Dengue en Mendoza: anticipan un escenario de mayor actividad del mosquito

Con la llegada de la primavera y el aumento de las temperaturas, Mendoza vuelve a poner el foco en la prevención del dengue.
El posible impacto del fenómeno El Niño, que podría generar períodos con mayores precipitaciones, suma un factor de atención debido a que el agua acumulada favorece la reproducción del mosquito Aedes aegypti.
Frente a este escenario, la provincia continúa trabajando en distintas estrategias para reducir la presencia del mosquito. Una de ellas es la Técnica del Insecto Estéril, que se desarrolla en Guaymallén y busca disminuir progresivamente la población del vector.
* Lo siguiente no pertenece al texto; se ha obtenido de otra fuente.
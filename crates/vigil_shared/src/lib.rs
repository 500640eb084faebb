//! # VIGIL Shared
//!
//! Types spoken by both the host simulation adapter and the detection core.
//!
//! ## CRITICAL RULE
//!
//! This crate must NEVER contain detection logic:
//! - no thresholds
//! - no violation counters
//! - no per-entity state
//!
//! If you need any of those, put them in `vigil_detection`.

#![deny(missing_docs)]
#![deny(unsafe_code)]

pub mod constants;
pub mod math;
pub mod telemetry;

pub use constants::{TICK_MILLIS, TICK_RATE};
pub use math::Vec3;
pub use telemetry::{
    AttackSample, BlockClass, BlockMinedSample, EntityId, EntityJoined, EntityLeft,
    ExemptionFlags, FallDamageSample, PositionSample, TargetKind, Telemetry, Teleported,
    TimestampMs,
};
//! # Flight Detector
//!
//! Confirms sustained flight: once an entity has been continuously airborne
//! past the max air time, it must be falling, and falling fast enough.
//!
//! Expects the record's ground state to already reflect `sample`.

use super::{decay, escalate, Context};
use crate::record::{EntityRecord, TimedPosition};
use crate::violation::{Check, Violation};
use vigil_shared::constants::MILLIS_PER_SECOND;
use vigil_shared::PositionSample;

/// Evaluates one position sample.
#[allow(clippy::cast_precision_loss)]
pub fn evaluate(
    record: &mut EntityRecord,
    sample: &PositionSample,
    ctx: &Context<'_>,
    out: &mut Vec<Violation>,
) {
    let config = ctx.config;
    let current = TimedPosition { position: sample.position, time_ms: sample.time_ms };
    let previous = record.flight_baseline.replace(current);

    if ctx.flags.airborne_exempt() {
        return;
    }
    let in_teleport_grace = record
        .last_teleport_ms
        .is_some_and(|t| ctx.now.saturating_sub(t) < config.teleport_grace_ms);
    if in_teleport_grace {
        tracing::trace!("{} flight: teleport grace", record.id);
        return;
    }
    let Some(previous) = previous else {
        return;
    };
    if current.time_ms <= previous.time_ms {
        return;
    }
    let elapsed = current.time_ms - previous.time_ms;
    if elapsed < config.min_flight_sample_gap_ms || elapsed > config.max_sample_gap_ms {
        tracing::trace!("{} flight: {}ms gap, re-baselined", record.id, elapsed);
        return;
    }

    if record.ground.on_ground() {
        decay(record, Check::Flight, ctx);
        return;
    }

    let air_time = record.ground.air_time_ms();
    if air_time <= config.max_air_time_ms {
        return;
    }

    let secs = elapsed as f64 / MILLIS_PER_SECOND;
    let vertical_velocity = (current.position.y - previous.position.y) / secs;
    let air_secs = air_time as f64 / MILLIS_PER_SECOND;

    if current.position.y >= previous.position.y && vertical_velocity >= 0.0 {
        escalate(
            record,
            Check::Flight,
            ctx,
            vertical_velocity,
            || {
                format!(
                    "Airtime: {air_secs:.1}s, Vertical velocity: {vertical_velocity:.2} units/s"
                )
            },
            out,
        );
    } else if vertical_velocity > config.min_fall_rate
        && air_time > config.suppressed_fall_min_air_ms
    {
        escalate(
            record,
            Check::Flight,
            ctx,
            vertical_velocity,
            || format!("Airtime: {air_secs:.1}s, Fall velocity: {vertical_velocity:.2} units/s"),
            out,
        );
    }
}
El método consiste en criar mosquitos machos, esterilizarlos mediante radiación y liberarlos en zonas determinadas. Estos ejemplares pueden aparearse con hembras silvestres, pero los huevos resultantes no generan nuevos mosquitos. A diferencia de la fumigación, la técnica apunta a interrumpir el ciclo reproductivo y reducir la población a futuro.
Los ensayos son desarrollados por el ISCAMEN, en cooperación con la Comisión Nacional de Energía Atómica, y son monitoreados mediante ovitrampas para evaluar si las liberaciones generan cambios en la población silvestre. Los primeros trabajos en Mendoza comenzaron en 2024.
Desde el organismo remarcan que los mosquitos utilizados son machos y no pican, por lo que no representan un riesgo de transmisión del dengue. La hembra es la que puede picar y transmitir el virus si está infectada.
Mientras se evalúa esta herramienta científica, las autoridades insisten en que la prevención en los hogares continúa siendo fundamental: eliminar recipientes con agua acumulada, limpiar patios y canaletas, cambiar frecuentemente el agua de los bebederos y mantener tapados los depósitos.
Con septiembre como antesala de la primavera, el objetivo es anticiparse al aumento de la actividad del mosquito y reducir los posibles criaderos antes de que las condiciones sean más favorables para su reproducción.